It’s a simple truth for anybody in government, and the citizens accessing government services: quality of experience matters. Think about it. Citizens want to be able to easily and quickly access information on city services and apply for licenses or permits online without having to jump through a thousand different hoops.
Within the government, employees also want to be able to collect, secure and track records effectively, using the latest tools and resources. When the technology doesn’t work, mission-related tasks are crippled or, worse, come to a grinding halt – which hurts employee morale and creates unnecessary roadblocks.
That’s why quality of experience, or QX for short, is key to your mission success.

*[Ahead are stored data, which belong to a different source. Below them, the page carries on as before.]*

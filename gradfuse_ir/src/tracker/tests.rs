//! Tests for the view algebra.
//!
//! The central property: the numeric and symbolic lowerings agree. For
//! every tracker under test we enumerate all logical indices, evaluate the
//! `to_alu_exp` pair with the reference interpreter, and compare against
//! `offset_and_valid`.

use std::collections::HashMap;

use pretty_assertions::assert_eq;

use super::*;
use crate::alu::NoBuffers;

fn all_indices(shape: &[usize]) -> Vec<Vec<i64>> {
    let mut out = vec![vec![]];
    for &d in shape {
        let mut next = Vec::new();
        for prefix in &out {
            for i in 0..d as i64 {
                let mut v = prefix.clone();
                v.push(i);
                next.push(v);
            }
        }
        out = next;
    }
    out
}

/// Assert the symbolic lowering matches the numeric one everywhere.
fn check_lowerings_agree(t: &ShapeTracker) {
    let shape = t.shape().to_vec();
    let indices: Vec<AluExp> = shape
        .iter()
        .enumerate()
        .map(|(k, &d)| AluExp::special(format!("i{k}"), d))
        .collect();
    let (off_exp, valid_exp) = t.to_alu_exp(&indices).unwrap();
    for idx in all_indices(&shape) {
        let ctx: HashMap<String, i64> = idx
            .iter()
            .enumerate()
            .map(|(k, &v)| (format!("i{k}"), v))
            .collect();
        let (off, valid) = t.offset_and_valid(&idx);
        let sym_valid = valid_exp
            .evaluate(&ctx, &NoBuffers)
            .unwrap()
            .as_bool()
            .unwrap();
        assert_eq!(sym_valid, valid, "validity mismatch at {idx:?}");
        if valid {
            let sym_off = off_exp
                .evaluate(&ctx, &NoBuffers)
                .unwrap()
                .as_i64()
                .unwrap();
            assert_eq!(sym_off, off, "offset mismatch at {idx:?}");
        }
    }
}

#[test]
fn test_contiguous_layout() {
    let t = ShapeTracker::contiguous(&[2, 3]);
    assert!(t.is_contiguous());
    assert_eq!(t.offset_and_valid(&[0, 0]), (0, true));
    assert_eq!(t.offset_and_valid(&[1, 2]), (5, true));
    check_lowerings_agree(&t);
}

#[test]
fn test_scalar_tracker() {
    let t = ShapeTracker::contiguous(&[]);
    assert_eq!(t.size(), 1);
    assert_eq!(t.offset_and_valid(&[]), (0, true));
    check_lowerings_agree(&t);
}

#[test]
fn test_permute() {
    let t = ShapeTracker::contiguous(&[2, 3]).permute(&[1, 0]).unwrap();
    assert_eq!(t.shape(), &[3, 2]);
    // [j][i] reads original [i][j]
    assert_eq!(t.offset_and_valid(&[2, 1]), (5, true));
    check_lowerings_agree(&t);
}

#[test]
fn test_broadcast_stride_zero() {
    let t = ShapeTracker::contiguous(&[3]).broadcast(&[4, 3], &[0]).unwrap();
    assert_eq!(t.shape(), &[4, 3]);
    for i in 0..4 {
        assert_eq!(t.offset_and_valid(&[i, 2]), (2, true));
    }
    check_lowerings_agree(&t);
}

#[test]
fn test_broadcast_stretches_unit_dims() {
    let t = ShapeTracker::contiguous(&[1, 3]).broadcast(&[5, 3], &[]).unwrap();
    assert_eq!(t.shape(), &[5, 3]);
    assert_eq!(t.offset_and_valid(&[4, 1]), (1, true));
    check_lowerings_agree(&t);
}

#[test]
fn test_pad_masks_border() {
    let t = ShapeTracker::contiguous(&[2]).pad(&[(1, 2)]).unwrap();
    assert_eq!(t.shape(), &[5]);
    assert_eq!(t.offset_and_valid(&[0]), (0, false));
    assert_eq!(t.offset_and_valid(&[1]), (0, true));
    assert_eq!(t.offset_and_valid(&[2]), (1, true));
    assert_eq!(t.offset_and_valid(&[3]).1, false);
    assert_eq!(t.offset_and_valid(&[4]).1, false);
    check_lowerings_agree(&t);
}

#[test]
fn test_shrink() {
    let t = ShapeTracker::contiguous(&[4, 4]).shrink(&[(1, 3), (2, 4)]).unwrap();
    assert_eq!(t.shape(), &[2, 2]);
    assert_eq!(t.offset_and_valid(&[0, 0]), (6, true));
    assert_eq!(t.offset_and_valid(&[1, 1]), (11, true));
    check_lowerings_agree(&t);
}

#[test]
fn test_pad_then_shrink_roundtrip() {
    let base = ShapeTracker::contiguous(&[3]);
    let padded = base.pad(&[(2, 2)]).unwrap();
    let back = padded.shrink(&[(2, 5)]).unwrap();
    assert_eq!(back.shape(), &[3]);
    for i in 0..3 {
        assert_eq!(back.offset_and_valid(&[i]), (i, true));
    }
    check_lowerings_agree(&back);
}

#[test]
fn test_pad_or_shrink_signed() {
    // negative shrinks, positive pads
    let t = ShapeTracker::contiguous(&[5])
        .pad_or_shrink(&[(-1, 2)])
        .unwrap();
    assert_eq!(t.shape(), &[6]);
    // first element dropped, two invalid at the end
    assert_eq!(t.offset_and_valid(&[0]), (1, true));
    assert_eq!(t.offset_and_valid(&[3]), (4, true));
    assert_eq!(t.offset_and_valid(&[4]).1, false);
    check_lowerings_agree(&t);
}

#[test]
fn test_flip() {
    let t = ShapeTracker::contiguous(&[4]).flip(&[true]).unwrap();
    assert_eq!(t.offset_and_valid(&[0]), (3, true));
    assert_eq!(t.offset_and_valid(&[3]), (0, true));
    check_lowerings_agree(&t);
}

#[test]
fn test_flip_with_mask() {
    let t = ShapeTracker::contiguous(&[2])
        .pad(&[(1, 0)])
        .unwrap()
        .flip(&[true])
        .unwrap();
    assert_eq!(t.shape(), &[3]);
    assert_eq!(t.offset_and_valid(&[0]), (1, true));
    assert_eq!(t.offset_and_valid(&[1]), (0, true));
    assert_eq!(t.offset_and_valid(&[2]).1, false);
    check_lowerings_agree(&t);
}

#[test]
fn test_repeat_tiles_with_modulo() {
    let t = ShapeTracker::contiguous(&[3]).repeat(&[2]).unwrap();
    assert_eq!(t.shape(), &[6]);
    for i in 0..6i64 {
        assert_eq!(t.offset_and_valid(&[i]), (i % 3, true));
    }
    check_lowerings_agree(&t);
}

#[test]
fn test_moveaxis() {
    let t = ShapeTracker::contiguous(&[2, 3, 4]).moveaxis(2, 0).unwrap();
    assert_eq!(t.shape(), &[4, 2, 3]);
    assert_eq!(t.offset_and_valid(&[1, 0, 2]), (2 * 4 + 1, true));
    check_lowerings_agree(&t);
}

#[test]
fn test_reshape_merges_contiguous_runs() {
    let t = ShapeTracker::contiguous(&[2, 3, 4]).reshape(&[6, 4]).unwrap();
    assert_eq!(t.views().len(), 1, "contiguous merge must not push a view");
    assert_eq!(t.offset_and_valid(&[5, 3]), (23, true));
    check_lowerings_agree(&t);
}

#[test]
fn test_reshape_of_permuted_view_pushes() {
    let t = ShapeTracker::contiguous(&[2, 3])
        .permute(&[1, 0])
        .unwrap()
        .reshape(&[6])
        .unwrap();
    assert_eq!(t.views().len(), 2, "non-mergeable reshape pushes a view");
    // flat index k of the transpose reads original [k % 2][k / 2]
    for k in 0..6i64 {
        let (i, j) = (k % 2, k / 2);
        assert_eq!(t.offset_and_valid(&[k]), (i * 3 + j, true));
    }
    check_lowerings_agree(&t);
}

#[test]
fn test_reshape_same_shape_is_identity() {
    let t = ShapeTracker::contiguous(&[2, 3]).permute(&[1, 0]).unwrap();
    let r = t.reshape(&[3, 2]).unwrap();
    assert_eq!(t, r);
}

#[test]
fn test_reshape_split_axis() {
    let t = ShapeTracker::contiguous(&[6]).reshape(&[2, 3]).unwrap();
    assert_eq!(t.views().len(), 1);
    assert_eq!(t.offset_and_valid(&[1, 2]), (5, true));
    check_lowerings_agree(&t);
}

#[test]
fn test_reshape_wrong_count_errors() {
    let t = ShapeTracker::contiguous(&[2, 3]);
    assert!(t.reshape(&[7]).is_err());
}

#[test]
fn test_compose() {
    let inner = ShapeTracker::contiguous(&[2, 3]).permute(&[1, 0]).unwrap();
    let outer = ShapeTracker::contiguous(&[3, 2]).flip(&[true, false]).unwrap();
    let t = outer.compose(&inner).unwrap();
    assert_eq!(t.shape(), &[3, 2]);
    // outer flips axis 0 of the transposed view
    assert_eq!(
        t.offset_and_valid(&[0, 0]),
        inner.offset_and_valid(&[2, 0])
    );
    check_lowerings_agree(&t);
}

#[test]
fn test_masked_view_through_reshape_stays_correct() {
    // pad then flatten through a pushed view; validity must survive
    let t = ShapeTracker::contiguous(&[2, 2])
        .pad(&[(1, 0), (0, 1)])
        .unwrap()
        .reshape(&[9])
        .unwrap();
    let mut valid_count = 0;
    for k in 0..9 {
        if t.offset_and_valid(&[k]).1 {
            valid_count += 1;
        }
    }
    assert_eq!(valid_count, 4);
    check_lowerings_agree(&t);
}

#[test]
fn test_zero_size_dims() {
    let t = ShapeTracker::contiguous(&[2, 0, 3]);
    assert_eq!(t.size(), 0);
    assert_eq!(t.ndim(), 3);
}
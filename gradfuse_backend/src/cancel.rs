//! Cooperative cancellation for kernel dispatches.

use std::sync::atomic::{AtomicBool, Ordering};
use std::sync::Arc;

/// A shared cancellation flag handed to `Backend::execute`.
///
/// Once requested, any dispatch carrying the token fails with
/// `BackendError::Cancelled` and must not make partial writes visible to
/// later steps. A token is never reset; create a fresh one per unit of
/// cancellable work.
#[derive(Debug, Clone, Default)]
pub struct CancelToken {
    flag: Arc<AtomicBool>,
}

impl CancelToken {
    pub fn new() -> CancelToken {
        CancelToken::default()
    }

    pub fn request(&self) {
        self.flag.store(true, Ordering::SeqCst);
    }

    pub fn is_requested(&self) -> bool {
        self.flag.load(Ordering::SeqCst)
    }
}

#[cfg(test)]
mod tests {
    use super::*;

    #[test]
    fn test_token_starts_clear() {
        let t = CancelToken::new();
        assert!(!t.is_requested());
        t.request();
        assert!(t.is_requested());
        // clones observe the same flag
        let u = t.clone();
        assert!(u.is_requested());
    }
}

A focus on good QX not only allows your employees to perform at their best, but it also means the user’s experience is consistent and reliable. However, providing that level of service doesn’t happen by chance. It takes deliberate planning and insight into what applications are hosted on your network or in the cloud and better visibility into your network traffic.
In order to better understand how to bring good QX to your organization, GovLoop spoke with Kevin Suitor, Vice President of Product Management at Exinda, a company that specializes in ensuring QX for application users.
Good QX is easier said than done in government– especially at the state and local level. One of the reasons for the difficulty in implementing QX is the lack of funding geared towards new technologies –with one exception. “The only area of government that has really seen an investment in QX is public safety,” said Suitor. “Since 9/11 there has been a big investment on public safety, fire and police spending due to grants from the Department of Homeland Security. But if you don’t live inside one of those law enforcement areas in state or local, you’re probably in the dark ages where technology is concerned.”
In order to update their QX, Suitor recommended that state and local governments start by focusing on visibility of their IT operations. Most organizations have a horizontal view of their IT organizations. For example, there may be a group that manages networks, another for middleware and a different group that manages applications.
“These three groups operate in three different silos, and they’re horizontal, not vertical,” Suitor said. “Each one has its own manager, and this leads to this suboptimal visibility and diagnostic capability. Everyone can understand there’s something wrong below them or above them, but they cannot see, diagnose or act upon those problems. IT needs a solution that extends visibility across silos and captures and correlates data from both the network and application to identify what the issues are and where they lie.”
To make matters worse, most networks today have nearly 1200 applications running at all times. Of those applications, only 30-40 are actually sanctioned – the remainder are unsanctioned applications or applications that bypass the traditional IT buying and security mechanisms. “We really think that a great quality of experience requires multidimensional visibility and control to be able to isolate, control, and prioritize those sanctioned applications. In addition, it is necessary to identify and control those unsanctioned applications such that they don’t overwhelm the mission critical ones that are absolutely required,” said Suitor.
Exinda goes beyond typical network management tools to provide a highly detailed and real-time visibility of network traffic. This allows agencies to separate traffic by user, device and application. Beyond just visibility, by partnering with Exinda, IT administrators also have access to a rich policy engine to shape particular types of traffic to meet their specific quality of experience goals.
“We think it is important for both seeing and reporting on network traffic, to understand how to manage and control the quality of experience for applications,” Suitor said. “Great quality of experience is not possible without these. Great quality
of experience requires both visibility and control across your applications and your network, whether it’s a cloud network or a hybrid network.”
In the end, it’s about both visibility and control. It’s not enough to for state and local governments to just know what applications are running on their networks and how they’re being used. Once you have that visibility, you need to streamline processes and ensure a better quality of experience for employees and citizens alike.